Material supplied
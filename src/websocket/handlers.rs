use bytes::Bytes;
use tracing::debug;

use super::frame::{CloseReason, Frame};
use crate::connection::Connection;

/// Answers keepalive pings.
pub struct HeartbeatResponder;

impl HeartbeatResponder {
    /// The pong carries the ping payload unchanged.
    pub fn respond(payload: Bytes) -> Frame {
        Frame::Pong(payload)
    }
}

/// Application behaviour of the endpoint: every text message comes back doubled.
pub struct EchoProcessor;

impl EchoProcessor {
    pub fn process(content: &str) -> Frame {
        Frame::Text(content.repeat(2))
    }
}

/// Reacts to a close frame from the peer.
pub struct CloseHandler;

impl CloseHandler {
    /// Requests termination of the connection. Nothing is written here; the
    /// protocol layer answers the close handshake itself, and registry removal
    /// follows from the disconnect that the termination produces.
    pub fn handle(connection: &Connection, reason: Option<CloseReason>) {
        match &reason {
            Some(reason) => debug!(
                connection = %connection.id(),
                code = reason.code,
                reason = %reason.reason,
                "peer requested close"
            ),
            None => debug!(connection = %connection.id(), "peer requested close"),
        }
        connection.request_close();
    }
}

Brief
Up to and including the line with "handle(connection: &Connection, reason: Option<CloseReason>)", write out the records above exactly, starting from their first line.

Solution to the exercise
filename src/websocket/handlers.rs
use bytes::Bytes;
use tracing::debug;

use super::frame::{CloseReason, Frame};
use crate::connection::Connection;

/// Answers keepalive pings.
pub struct HeartbeatResponder;

impl HeartbeatResponder {
    /// The pong carries the ping payload unchanged.
    pub fn respond(payload: Bytes) -> Frame {
        Frame::Pong(payload)
    }
}

/// Application behaviour of the endpoint: every text message comes back doubled.
pub struct EchoProcessor;

impl EchoProcessor {
    pub fn process(content: &str) -> Frame {
        Frame::Text(content.repeat(2))
    }
}

/// Reacts to a close frame from the peer.
pub struct CloseHandler;

impl CloseHandler {
    /// Requests termination of the connection. Nothing is written here; the
    /// protocol layer answers the close handshake itself, and registry removal
    /// follows from the disconnect that the termination produces.
    pub fn handle(connection: &Connection, reason: Option<CloseReason>) {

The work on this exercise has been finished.